#### Your task
When a line of the records below contains the string "used", copy that whole line.

#### Task material

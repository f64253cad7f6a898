//! The operation surface used by the CLI, the board view and reports.
//!
//! `BoardService` pairs a [`Board`] with the [`Store`] it was loaded from and
//! tracks whether the board has changed since the last save.

use std::path::{Path, PathBuf};

use tracing::info;

use crate::board::{Board, CountSummary, DEFAULT_COLUMNS};
use crate::config::Config;
use crate::error::{LookupError, StoreError};
use crate::fields::Priority;
use crate::store::{self, Store};
use crate::task::{Task, TaskEdit, TaskId};

/// Input collected by the "new task" flows.
#[derive(Debug, Clone, Default)]
pub struct NewTask {
    pub title: String,
    pub description: String,
    pub priority: Priority,
    pub owner: Option<String>,
    /// Target column; the board's first column when `None`.
    pub column: Option<String>,
}

#[derive(Debug)]
pub struct BoardService {
    board: Board,
    store: Store,
    default_owner: String,
    autosave: bool,
    saved_revision: u64,
    load_issue: Option<StoreError>,
}

impl BoardService {
    /// Load the configured document into a board built from the configured columns.
    pub fn open(config: &Config) -> Self {
        let board = Board::with_columns(&config.columns, config.done_column.clone());
        let mut service = Self::with_store(board, Store::new(&config.data_file), config.default_owner.clone());
        service.autosave = config.autosave;
        service
    }

    /// Load `store` into `board`, replacing any tasks it already holds.
    pub fn with_store(mut board: Board, mut store: Store, default_owner: String) -> Self {
        let loaded = store.load();
        store::restore(&mut board, loaded.tasks);
        let saved_revision = board.revision();
        BoardService {
            board,
            store,
            default_owner,
            autosave: false,
            saved_revision,
            load_issue: loaded.issue,
        }
    }

    pub fn board(&self) -> &Board {
        &self.board
    }

    pub fn data_file(&self) -> &Path {
        self.store.path()
    }

    /// The load failure, if the document existed but could not be used.
    /// Returned once.
    pub fn take_load_issue(&mut self) -> Option<StoreError> {
        self.load_issue.take()
    }

    pub fn new_task(&mut self, new: NewTask) -> TaskId {
        let column = new
            .column
            .or_else(|| self.board.first_column().map(str::to_string))
            .unwrap_or_else(|| DEFAULT_COLUMNS[0].to_string());
        let task = Task::new(new.title, column)
            .with_description(new.description)
            .with_priority(new.priority)
            .with_owner(new.owner.unwrap_or_else(|| self.default_owner.clone()));
        self.board.add_task(task)
    }

    pub fn edit_task(&mut self, id: &TaskId, edit: TaskEdit) -> bool {
        self.board.edit_task(id, edit)
    }

    pub fn move_task(&mut self, id: &TaskId, target: &str) -> bool {
        self.board.move_task(id, target)
    }

    pub fn remove_task(&mut self, id: &TaskId) -> Option<Task> {
        self.board.remove_task(id)
    }

    /// Create a user-named column. Blank names are ignored.
    pub fn create_column(&mut self, name: &str) -> bool {
        let name = name.trim();
        !name.is_empty() && self.board.create_column(name)
    }

    pub fn filter(&mut self, query: &str) {
        self.board.filter(query);
    }

    pub fn summary(&self) -> CountSummary {
        self.board.count_summary()
    }

    pub fn snapshot(&self) -> Vec<Task> {
        self.board.snapshot()
    }

    pub fn resolve(&self, identifier: &str) -> Result<TaskId, LookupError> {
        self.board.resolve(identifier)
    }

    pub fn on_change(&mut self, listener: impl FnMut() + 'static) {
        self.board.on_change(listener);
    }

    /// Changed since the last successful save (or since loading).
    pub fn is_dirty(&self) -> bool {
        self.board.revision() != self.saved_revision
    }

    pub fn autosave_enabled(&self) -> bool {
        self.autosave
    }

    pub fn save(&mut self) -> Result<(), StoreError> {
        self.store.save(&self.board.all_tasks())?;
        self.saved_revision = self.board.revision();
        Ok(())
    }

    /// Save if auto-save is on and there is something to write.
    pub fn autosave(&mut self) -> Option<Result<(), StoreError>> {
        (self.autosave && self.is_dirty()).then(|| self.save())
    }

    pub fn backup(&self) -> Result<PathBuf, StoreError> {
        let path = self.store.backup()?;
        info!(backup = %path.display(), "backed up board");
        Ok(path)
    }
}

#[cfg(test)]
mod tests {
    use super::*;
    use std::cell::Cell;
    use std::rc::Rc;
    use tempfile::TempDir;

    fn service_in(dir: &TempDir) -> BoardService {
        let config = Config {
            data_file: dir.path().join("board.json"),
            ..Config::default()
        };
        BoardService::open(&config)
    }

    #[test]
    fn test_new_task_lands_in_first_column_with_defaults() {
        let dir = TempDir::new().unwrap();
        let mut svc = service_in(&dir);
        let id = svc.new_task(NewTask { title: "Draft".into(), ..Default::default() });

        let t = svc.board().task(&id).unwrap();
        assert_eq!(t.state, "Pending");
        assert_eq!(t.owner, "Unassigned");
        assert_eq!(t.priority, Priority::Medium);
        assert!(svc.is_dirty());
    }

    #[test]
    fn test_new_task_in_named_column() {
        let dir = TempDir::new().unwrap();
        let mut svc = service_in(&dir);
        let id = svc.new_task(NewTask {
            title: "QA".into(),
            column: Some("Review".into()),
            owner: Some("li".into()),
            ..Default::default()
        });
        assert_eq!(svc.board().task(&id).unwrap().state, "Review");
        assert!(svc.board().contains_column("Review"));
    }

    #[test]
    fn test_save_and_reopen() {
        let dir = TempDir::new().unwrap();
        let mut svc = service_in(&dir);
        let id = svc.new_task(NewTask { title: "a".into(), ..Default::default() });
        svc.new_task(NewTask { title: "b".into(), column: Some("Blocked".into()), ..Default::default() });
        assert!(svc.move_task(&id, "Done"));
        svc.save().unwrap();
        assert!(!svc.is_dirty());

        let reopened = service_in(&dir);
        assert_eq!(reopened.snapshot(), svc.snapshot());
        assert_eq!(reopened.summary(), CountSummary { total: 2, completed: 1 });
        assert!(!reopened.is_dirty());
    }

    #[test]
    fn test_change_listener_sees_updated_counts() {
        let dir = TempDir::new().unwrap();
        let mut svc = service_in(&dir);
        let fired = Rc::new(Cell::new(0));
        let f = Rc::clone(&fired);
        svc.on_change(move || f.set(f.get() + 1));

        let id = svc.new_task(NewTask { title: "a".into(), ..Default::default() });
        svc.move_task(&id, "Nowhere");
        svc.filter("a");
        svc.create_column("Pending");
        assert_eq!(fired.get(), 1);

        svc.remove_task(&id);
        assert_eq!(fired.get(), 2);
    }

    #[test]
    fn test_blank_column_name_ignored() {
        let dir = TempDir::new().unwrap();
        let mut svc = service_in(&dir);
        assert!(!svc.create_column("   "));
        assert!(svc.create_column(" QA "));
        assert!(svc.board().contains_column("QA"));
    }

    #[test]
    fn test_corrupt_document_opens_empty_and_reports_once() {
        let dir = TempDir::new().unwrap();
        std::fs::write(dir.path().join("board.json"), "{{{").unwrap();
        let mut svc = service_in(&dir);

        assert_eq!(svc.board().task_count(), 0);
        assert!(svc.take_load_issue().is_some());
        assert!(svc.take_load_issue().is_none());
    }

    #[test]
    fn test_autosave_only_when_enabled_and_dirty() {
        let dir = TempDir::new().unwrap();
        let config = Config {
            data_file: dir.path().join("board.json"),
            autosave: true,
            ..Config::default()
        };
        let mut svc = BoardService::open(&config);
        assert!(svc.autosave().is_none());

        svc.new_task(NewTask { title: "a".into(), ..Default::default() });
        assert!(matches!(svc.autosave(), Some(Ok(()))));
        assert!(dir.path().join("board.json").exists());
        assert!(svc.autosave().is_none());
    }
}
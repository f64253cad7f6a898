//! Kanban board interface.
//!
//! One column per board column, cards for the visible tasks, and dialogs for
//! creating, editing and deleting tasks and for naming new columns. Cards move
//! with Ctrl+Left/Right or by dragging them with the mouse onto another
//! column; releasing outside every column cancels the drag.

use std::cell::Cell;
use std::io;
use std::path::PathBuf;
use std::rc::Rc;
use std::time::Duration;

use chrono::Local;
use crossterm::event::{
    self, Event, KeyCode, KeyEvent, KeyEventKind, KeyModifiers, MouseButton, MouseEvent, MouseEventKind,
};
use ratatui::{
    backend::Backend,
    layout::{Alignment, Constraint, Direction, Layout, Position, Rect},
    style::{Color, Modifier, Style},
    text::{Line, Span},
    widgets::{Block, Borders, Clear, Gauge, Paragraph, Wrap},
    Frame, Terminal,
};

use crate::board::CountSummary;
use crate::error::StoreError;
use crate::fields::Priority;
use crate::report::{self, Report};
use crate::service::BoardService;
use crate::task::{Task, TaskId};
use crate::tui::colors::{self, ACCENT, SLATE};
use crate::tui::enums::Mode;
use crate::tui::input::InputField;
use crate::tui::report::render_report;
use crate::tui::task_form::{TaskForm, DESCRIPTION_FIELD, PRIORITY_FIELD, TITLE_FIELD};

/// Rows taken by one card, borders included.
const CARD_HEIGHT: usize = 5;

/// A card picked up with the mouse.
#[derive(Debug, Clone)]
struct Drag {
    task: TaskId,
    from_column: usize,
    hover: Option<usize>,
}

pub struct BoardApp {
    service: BoardService,
    poll_timeout: Duration,
    mode: Mode,
    selected_column: usize,
    selected_card: usize, // index into the selected column's visible tasks
    scroll_offsets: Vec<usize>,
    status_message: String,
    filter_input: InputField,
    column_input: InputField,
    form: TaskForm,
    editing: Option<TaskId>,
    pending_delete: Option<TaskId>,
    report_priority: Option<Priority>,
    summary: CountSummary,
    changed: Rc<Cell<bool>>,
    drag: Option<Drag>,
    column_areas: Vec<Rect>,
    card_areas: Vec<(Rect, TaskId)>,
}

#### Solution for this exercise
//! The operation surface used by the CLI, the board view and reports.
    /// The load failure, if the document existed but could not be used.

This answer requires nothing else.